Meyerson: Republicans Have Become Party of Slime Rather than Ideas

Harold Meyerson accurately describes the tactics being used by the Republicans. They have run out of ideas and must resort to slime:

With fewer than 60 days remaining before the November election, the only two Republican strategies left standing are to scare the public about the Democrats collectively or to slime the Democrats individually. There’s nothing new about these strategies, of course, but this year they exist in a vacuum. Having run both the executive and legislative branches for the past two years with nothing but failure to show for it, the Republicans can no longer campaign as the party that will balance the budget, reform entitlements, lower energy costs, fix the immigration problem, create a more secure world or find a suitable way out of their endless war of choice in Iraq. What’s left is a campaign of scaring and sliming, with the emphasis on the latter.

This strategy worked before, but Meyerson doesn’t think it will work this year:

But the public isn’t falling for the third iteration of the scare campaign — not yet, anyway — so the Republicans have fallen back on slime. According to a report in Sunday’s Post by Jim VandeHei and Chris Cillizza, the National Republican Congressional Committee “plans to spend more than 90 percent of its $50 million-plus advertising budget on what officials described as negative ads” that attack Democratic candidates on their business dealings, legal battles and legislative votes that can be taken out of context.

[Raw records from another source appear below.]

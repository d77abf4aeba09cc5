//! Media-stream WebSocket handler
//!
//! The telephony provider connects here after receiving the call-control
//! markup. Each connection is one call: the handler opens the voice-service
//! socket and hands both to a [`CallBridge`] until the call ends.

use std::sync::Arc;

use axum::{
    extract::{
        State,
        ws::{WebSocket, WebSocketUpgrade},
    },
    response::Response,
};
use futures::{SinkExt, StreamExt};
use tracing::{error, info, warn};

use crate::core::bridge::CallBridge;
use crate::state::AppState;

/// Maximum WebSocket frame size (1 MB). Media frames are a few hundred bytes.
const MAX_WS_FRAME_SIZE: usize = 1024 * 1024;

/// Maximum WebSocket message size (1 MB)
const MAX_WS_MESSAGE_SIZE: usize = 1024 * 1024;

/// Upgrade the provider's request to the media-stream WebSocket.
pub async fn media_stream_handler(
    ws: WebSocketUpgrade,
    State(state): State<Arc<AppState>>,
) -> Response {
    info!("Media stream WebSocket upgrade requested");

    ws.max_frame_size(MAX_WS_FRAME_SIZE)
        .max_message_size(MAX_WS_MESSAGE_SIZE)
        .on_upgrade(move |socket| handle_media_socket(socket, state))
}

async fn handle_media_socket(mut socket: WebSocket, state: Arc<AppState>) {
    let _call = state.track_call();
    let bridge = CallBridge::new(state.realtime.session_config());
    let call_id = bridge.session().call_id();
    info!(%call_id, active_calls = state.active_calls(), "Media stream connected");

    let service = match state.realtime.connect().await {
        Ok(service) => service,
        Err(e) => {
            error!(%call_id, "Failed to connect to voice service: {}", e);
            let _ = socket.close().await;
            return;
        }
    };

    let (telephony_sink, telephony_stream) = socket.split();
    let (service_sink, service_stream) = service.split();

    match bridge
        .run(telephony_stream, telephony_sink, service_stream, service_sink)
        .await
    {
        Ok(summary) => {
            info!(
                call_id = %summary.call_id,
                stream_sid = ?summary.stream_sid,
                call_sid = ?summary.call_sid,
                inbound_exit = %summary.inbound.exit,
                outbound_exit = %summary.outbound.exit,
                frames_to_service = summary.inbound.frames_forwarded,
                frames_to_caller = summary.outbound.frames_forwarded,
                audio_bytes_to_caller = summary.outbound.audio_bytes,
                frames_dropped = summary.outbound.frames_dropped,
                interruptions = summary.outbound.interruptions,
                responses_interrupted = summary.outbound.responses_interrupted,
                duration_ms = summary.duration.as_millis() as u64,
                "Call ended"
            );
        }
        Err(e) => {
            warn!(%call_id, "Call ended before it was established: {}", e);
        }
    }
}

What’s a party to do when its high road leads nowhere but down? The Republicans tried privatizing Social Security, but their numbers never added up. They tried spreading democracy with unilateral, preventive war but instead unleashed a sectarian bloodbath. So the party of big ideas, of Milton Friedman and the neoconservatives, is now just one big Swift Boat flotilla, its ideas sunk of their own dead weight, kept afloat solely by its opposition research. For their part, the Democrats still champion common security; they call for a government that can build dikes and reduce the costs of college and medication and that knows that remaking the world becomes more plausible when some of the world is actually willing to go along with us. Those are, in the campaign of 2006, just about the only ideas in play.

2 Comments

  1. 1
    Jan says:

    I hope the dem strategist are listening. There was a good editorial in the Wash Post yesterday about Bush’s disgusting unethical speech. Yes, it was tacky, innappropriate and without morals to spin 911 all week. And, as usual, with the dumbest 4% of Americans it worked, and thats all they need. This editorial pointed out (and I dont remember who the author was) that Bush (Rove and Cheney) uses passive aggressive rhetoric. YES!!!! I am a family therapist and I fight this highly effective communication blocker (it is known as a “dirty fighting technique” everyday. The most difficult to get through because it is indirect. (“well he didnt say Democrat or Republican but he didnt need to because it was implied”) so that people say, “what are you talking about, it wasnt partisan???” Yes it was, but it was indirect. (well not to me it was very direct and shameless) but with these literalist (they have to have it spelled out cause they are dumbasses) they dont get it. THEY ONLY WAY TO RESPOND TO PASSIVE AGGRESSIVE COMMUNICATION IS WITH DIRECT CONFRONTATION EVERY TIME. You must be tireless. Everytime he does it (and now that is daily as the heat is turned up) you (all dems) must be on talking point and say loudly, “What did you mean Mr. President when you said…?” That’s not right!!!! and strongly so that the stupid americans get it. Spell it out over and over (like the 2nd grade) Iraq is NOT 911. Saddam Hussein is not Osama Bin Laden. (I am starting to think they think that all islamists are the same-islamofacist, what the f**k is that???) Treat americans like 2nd graders (like they do with slogans and spin lines and sound bites, but no more than two syllables, “flip flop”, cause Americans have a very short attention span). This strategy works for passive aggressive behavior with patients, transfer it from the micro system to the macro, it would work.

  2. 2
    Ron Chusid says:

    Jan,

    A lot of good points. There’s often disagreement over to what degree to respond to each attack, with some fearing that the response will lead to increasing coverage of the attack. I’ve always leaned towards aggressively responding, but it was a gut feeling and I had no real proof I was right. Interesting to relate this to handling the passive aggressive.

    Conservatives have a tendendy to concentrate more on the specific words than full meaning. They can defend Bush with a straight face of not saying Saddam was behind 9/11 ignoring every effort of the Bush Administration make people believe this. They also think that it is fair game to attack Democrats for “their words” even if they have cherry picked statements out of context, or even twisted the quote around a bit. So what if it isn’t what they were saying–they will attack as long as they can convince themselves they are dealing with a quote.

    Speaking of dealing with the passive aggressive: if you return responding to I Must Be Wrong appears to be more up your line of work.